I marveled at how easily Chassan spoke of death. He neither feared or revered it like humans. Never spoke of the dead as if they warranted any regard from him. He merely spit it from his mouth, as casual and inconsequential as breath. Death seemed to hang like an old sweater on these mountains. Everywhere I turned it was lurking in the shadows.

“Couldn’t breathe?” I jerked my brow into a low line when I realized what he said. “Why didn’t you tell me? What if I couldn’t breathe?” I stammered, wondering why he had failed to mention something as important as the lack of oxygen before we left Paititi. Was he trying to kill me after all?

“Do you doubt what you are?” Chassan’s eyes narrowed as he cast a glance over his shoulder at me. His incredulous glare making it clear how ridiculous my question was.
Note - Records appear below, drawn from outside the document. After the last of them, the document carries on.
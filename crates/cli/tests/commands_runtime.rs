use std::env;
use std::sync::{Mutex, OnceLock, PoisonError};

use serde_json::Value;
use storefront_cli::commands::{self, catalog, config, recommend, simulate};
use storefront_core::config::AppConfig;

#[test]
fn recommend_returns_demo_ranking() {
    with_config(&[], |app_config| {
        let result = recommend::run(app_config);
        assert_eq!(result.exit_code, 0, "expected successful recommend run");

        let payload = parse_payload(&result.output);
        assert_eq!(payload["command"], "recommend");
        assert_eq!(payload["status"], "ok");
        assert_eq!(product_ids(&payload["data"]["recommendations"]), vec![6, 8, 2, 5, 7, 9, 10]);
        assert_eq!(payload["data"]["recommendations"][0]["type"], "content-based");
        assert_eq!(payload["data"]["recommendations"][2]["match"], "30% match");
    });
}

#[test]
fn recommend_honors_max_results_from_env() {
    with_config(&[("STOREFRONT_RECOMMENDATIONS_MAX_RESULTS", "3")], |app_config| {
        let result = recommend::run(app_config);
        assert_eq!(result.exit_code, 0);

        let payload = parse_payload(&result.output);
        assert_eq!(product_ids(&payload["data"]["recommendations"]), vec![6, 8, 2]);
    });
}

#[test]
fn recommend_returns_config_failure_for_invalid_env() {
    with_env(&[("STOREFRONT_RECOMMENDATIONS_MAX_RESULTS", "0")], || {
        let result = match commands::load_config("recommend") {
            Ok(_) => panic!("max_results = 0 should fail validation"),
            Err(failure) => failure,
        };
        assert_eq!(result.exit_code, 2, "expected config validation failure code");

        let payload = parse_payload(&result.output);
        assert_eq!(payload["command"], "recommend");
        assert_eq!(payload["status"], "error");
        assert_eq!(payload["error_class"], "config_validation");
    });
}

#[test]
fn simulate_purchase_updates_profile_and_recommendations() {
    with_config(&[], |app_config| {
        let events = ["purchase:6".to_string(), "view:9".to_string()];
        let result = simulate::run(app_config, &events, false);
        assert_eq!(result.exit_code, 0, "expected successful simulate run");

        let payload = parse_payload(&result.output);
        let data = &payload["data"];
        assert_eq!(data["outcomes"][0]["outcome"], "applied");
        assert_eq!(data["profile"]["purchase_history"], serde_json::json!([1, 3, 4, 6]));
        let electronics = data["profile"]["preferences"]["electronics"].as_f64().unwrap_or(0.0);
        assert!((electronics - 1.0).abs() < 1e-9);
        assert_eq!(data["profile"]["browsing_history"], serde_json::json!([1, 2, 3, 6, 7, 9]));
        assert!(!product_ids(&data["recommendations"]).contains(&6));
    });
}

#[test]
fn simulate_reports_unknown_products_without_failing() {
    with_config(&[], |app_config| {
        let result = simulate::run(app_config, &["view:404".to_string()], false);
        assert_eq!(result.exit_code, 0);

        let payload = parse_payload(&result.output);
        assert_eq!(payload["data"]["outcomes"][0]["outcome"], "unknown_product");
        assert_eq!(product_ids(&payload["data"]["recommendations"]), vec![6, 8, 2, 5, 7, 9, 10]);
    });
}

#[test]
fn simulate_checkout_records_purchases() {
    with_config(&[], |app_config| {
        let events = ["cart_add:7".to_string(), "cart-add:7".to_string()];
        let result = simulate::run(app_config, &events, true);
        assert_eq!(result.exit_code, 0, "expected successful checkout");

        let payload = parse_payload(&result.output);
        let data = &payload["data"];
        assert_eq!(data["checkout"]["total"], "99.98");
        assert_eq!(data["checkout"]["lines"][0]["quantity"], 2);
        assert_eq!(data["cart"]["item_count"], 0);
        assert_eq!(data["profile"]["purchase_history"], serde_json::json!([1, 3, 4, 7]));
    });
}

#[test]
fn simulate_rejects_malformed_events() {
    with_config(&[], |app_config| {
        for raw in ["view8", "dance:3", "view:eight"] {
            let result = simulate::run(app_config, &[raw.to_string()], false);
            assert_eq!(result.exit_code, 1, "expected input error for `{raw}`");

            let payload = parse_payload(&result.output);
            assert_eq!(payload["error_class"], "invalid_event");
        }
    });
}

#[test]
fn simulate_maps_domain_errors_to_error_classes() {
    with_config(&[], |app_config| {
        let unknown = simulate::run(app_config, &["cart_add:999".to_string()], false);
        assert_eq!(unknown.exit_code, 1);
        assert_eq!(parse_payload(&unknown.output)["error_class"], "unknown_product");

        let empty = simulate::run(app_config, &[], true);
        assert_eq!(empty.exit_code, 1);
        assert_eq!(parse_payload(&empty.output)["error_class"], "empty_cart");
    });
}

#[test]
fn catalog_filters_by_term_and_category() {
    let result = catalog::run(Some("WIRELESS"), Some("electronics"));
    assert_eq!(result.exit_code, 0);

    let payload = parse_payload(&result.output);
    assert_eq!(ids_at(&payload["data"]["products"], "id"), vec![1, 6, 8]);
    assert_eq!(payload["data"]["categories"].as_array().map(Vec::len), Some(6));
    assert_eq!(payload["data"]["featured"], serde_json::json!([1, 3, 6]));

    let everything = parse_payload(&catalog::run(None, Some("all")).output);
    assert_eq!(everything["data"]["products"].as_array().map(Vec::len), Some(10));
}

#[test]
fn catalog_rows_expose_product_ids_under_id() {
    let payload = parse_payload(&catalog::run(Some("lamp"), None).output);
    let rows = &payload["data"]["products"];

    assert_eq!(ids_at(rows, "id"), vec![10]);
    assert!(ids_at(rows, "product_id").is_empty());
}

#[test]
fn config_reports_sources() {
    with_config(&[("STOREFRONT_LOG_LEVEL", "warn")], |app_config| {
        let result = config::run(app_config);
        assert_eq!(result.exit_code, 0);

        assert!(result.output.contains("- recommendations.max_results = 8 (source: default)"));
        assert!(result
            .output
            .contains("- logging.level = warn (source: env (STOREFRONT_LOG_LEVEL))"));
    });
}

#[test]
fn config_returns_failure_for_invalid_recompute_mode() {
    with_env(&[("STOREFRONT_SESSION_RECOMPUTE", "eventually")], || {
        let result = match commands::load_config("config") {
            Ok(_) => panic!("unknown recompute mode should fail validation"),
            Err(failure) => failure,
        };
        assert_eq!(result.exit_code, 2);

        let payload = parse_payload(&result.output);
        assert_eq!(payload["command"], "config");
        assert_eq!(payload["error_class"], "config_validation");
    });
}

#[test]
fn parse_event_accepts_action_and_id() {
    let event = simulate::parse_event("purchase:5").expect("valid event");
    assert_eq!(event.product_id.0, 5);
    assert_eq!(event.kind.as_str(), "purchase");
}

fn product_ids(rows: &Value) -> Vec<u64> {
    ids_at(rows, "product_id")
}

fn ids_at(rows: &Value, field: &str) -> Vec<u64> {
    rows.as_array()
        .map(|rows| rows.iter().filter_map(|row| row[field].as_u64()).collect())
        .unwrap_or_default()
}

fn parse_payload(output: &str) -> Value {
    serde_json::from_str(output).expect("command output should be valid JSON")
}

fn with_config(vars: &[(&str, &str)], test_fn: impl FnOnce(&AppConfig)) {
    with_env(vars, || match commands::load_config("test") {
        Ok(app_config) => test_fn(&app_config),
        Err(failure) => panic!("config should load: {}", failure.output),
    });
}

fn with_env(vars: &[(&str, &str)], test_fn: impl FnOnce()) {
    static ENV_LOCK: OnceLock<Mutex<()>> = OnceLock::new();
    // A failed assertion in one test must not poison the lock for the rest.
    let _guard =
        ENV_LOCK.get_or_init(|| Mutex::new(())).lock().unwrap_or_else(PoisonError::into_inner);

    let keys = [
        "STOREFRONT_RECOMMENDATIONS_MAX_RESULTS",
        "STOREFRONT_RECOMMENDATIONS_COLLABORATIVE_WEIGHT",
        "STOREFRONT_RECOMMENDATIONS_CONTENT_WEIGHT",
        "STOREFRONT_RECOMMENDATIONS_TRENDING_WEIGHT",
        "STOREFRONT_RECOMMENDATIONS_CONTENT_THRESHOLD",
        "STOREFRONT_RECOMMENDATIONS_TRENDING_THRESHOLD",
        "STOREFRONT_SESSION_BROWSING_HISTORY_LIMIT",
        "STOREFRONT_SESSION_RECOMPUTE",
        "STOREFRONT_SESSION_RECOMPUTE_DELAY_MS",
        "STOREFRONT_SESSION_RESTOCK_INCREMENT",
        "STOREFRONT_LOGGING_LEVEL",
        "STOREFRONT_LOGGING_FORMAT",
        "STOREFRONT_LOG_LEVEL",
        "STOREFRONT_LOG_FORMAT",
    ];

    let previous_values: Vec<(&str, Option<String>)> =
        keys.iter().map(|key| (*key, env::var(key).ok())).collect();

    for key in &keys {
        env::remove_var(key);
    }
    for (key, value) in vars {
        env::set_var(key, value);
    }

    test_fn();

    for (key, value) in previous_values {
        if let Some(value) = value {
            env::set_var(key, value);
        } else {
            env::remove_var(key);
        }
    }
}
I stopped in my tracks, watching Chassan’s shirt strain over his back muscles as he took a machete from the holster on his belt and began hacking at the forgotten trail.

Did I doubt what I was?

No. I knew I wasn’t like Mattie and Sam or Rose and Phin. But the thought of not needing the one thing they absolutely
had
to have to live gave a finality to my life as a human I wasn’t exactly prepared to face following an angel of death through the jungles of Peru.

For eighteen years I’d thought I was just some pathetic freak who’d be better off marooned on a deserted island than allowed in normal society. It had been easy in Ireland—thoughtless almost—when I learned for the first time what I really was. Dayne had fit so seamlessly into my old life because he was trying to appear human himself. But what about the rest of them? What about the ones, like Chassan, who obviously didn’t care very much for human life. Would accepting what I was be so easy when I had to let go of all that made me human? I wasn’t so sure.

“Where’d this come from?” I marveled when we burst from the rainforest onto a dirt road and Chassan made his way toward a black jeep parked underneath a shady tree.

“We can’t very well fly through the mountaintops in day light,” he answered as he slung his heavy pack into the back of the mud splattered Jeep Wrangler.

“So, you just bought a jeep?” With as much sarcasm as I could muster, I shrugged wildly as I walked to the passenger side.

“I bought a jeep,” he answered steadily. “I wasn’t sure you could hike all the way, and after last night I know flying isn’t an option for you either.”

I flopped down into the worn pleather seat, its smooth plastic warmed by the sun. Now that we were down to a normal elevation, summer had returned and I shed my fleece jacket.

“Thanks,” I offered softly. “That was nice of you.”

“Not nice,” he corrected as he fired the engine and placed a pair of sporty black shades in place. “Tolerating.”

We bounced down potholed roads for the better part of two hours without speaking. Chassan’s eyes stayed forward, focused on the road as he hummed a tune in his head, tapping his thumbs on the steering wheel in time. I was amazed he could be so normal.

My hair was blowing around like a tumbleweed in a prairie town, tossed by the winds that constantly swept down distance mountain peaks.

I had yet to see the real side of Peru Chassan was leading me deeper into. Airports and trains were generic at best—more often filled with strangers from foreign countries instead of locals. Machu Picchu, while breath taking, had been more of the same—tourists and hospitality workers who preferred Hollister and Abercrombie to traditional Peruvian attire.

The land was simple, untouched. Its beauty rugged in a way that you knew was formed by the hand of something greater than man. Some areas were worn by weather and the relentless sun, the rounded backs of those less obstinate terrains bowed in humble defeat.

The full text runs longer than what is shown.